[Saved data entries]
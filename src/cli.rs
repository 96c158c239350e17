// src/cli.rs
// =============================================================================
// This file defines our command-line interface using the `clap` crate.
//
// We use the "derive" API: the CLI is a plain struct and clap generates the
// parsing, --help and --version from the attributes.
//
// Usage:
//   pdf-harvester https://example.com --output-dir pdfs --max-depth 2
// =============================================================================

use clap::Parser;
use std::path::PathBuf;
use std::time::Duration;

use pdf_harvester::config::{self, CrawlConfig};

#[derive(Parser, Debug)]
#[command(
    name = "pdf-harvester",
    version,
    about = "Crawl a website and download every PDF it links to",
    long_about = "pdf-harvester walks a website depth-first from a seed URL, staying on the \
                  seed's host, and saves every linked PDF (from any host) into an output \
                  directory. Files with the same name are numbered instead of overwritten."
)]
pub struct Cli {
    /// Seed URL to start crawling from (e.g., https://example.com)
    ///
    /// Only pages on this URL's host are crawled
    pub seed_url: String,

    /// Directory to save PDFs into (created if missing)
    #[arg(short, long, default_value = config::DEFAULT_OUTPUT_DIR)]
    pub output_dir: PathBuf,

    /// Maximum crawl depth
    ///
    /// Depth 0 = just the seed page (its PDF links are still downloaded)
    /// Depth 1 = seed page + the pages it links to
    /// etc.
    #[arg(short = 'd', long, default_value_t = config::DEFAULT_MAX_DEPTH)]
    pub max_depth: usize,

    /// Pause before each new page request, in milliseconds
    #[arg(long, default_value_t = 500)]
    pub delay_ms: u64,

    /// Per-request timeout, in seconds
    #[arg(long, default_value_t = 30)]
    pub timeout_secs: u64,

    /// User-Agent header sent with every request
    #[arg(long, default_value = config::DEFAULT_USER_AGENT)]
    pub user_agent: String,

    /// Print the run report as JSON instead of a summary
    #[arg(long)]
    pub json: bool,

    /// Log every skipped link and parsed page (overridden by RUST_LOG)
    #[arg(short, long)]
    pub verbose: bool,
}

impl Cli {
    pub fn crawl_config(&self) -> CrawlConfig {
        let mut config = CrawlConfig::new(self.seed_url.clone(), self.output_dir.clone());
        config.max_depth = self.max_depth;
        config.delay = Duration::from_millis(self.delay_ms);
        config.timeout = Duration::from_secs(self.timeout_secs);
        config.user_agent = self.user_agent.clone();
        config
    }
}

--- What you should do ---
Only lines containing the string "with" are needed. Pull each of them out of the records above.

--- Task output ---
                  directory. Files with the same name are numbered instead of overwritten."
    /// User-Agent header sent with every request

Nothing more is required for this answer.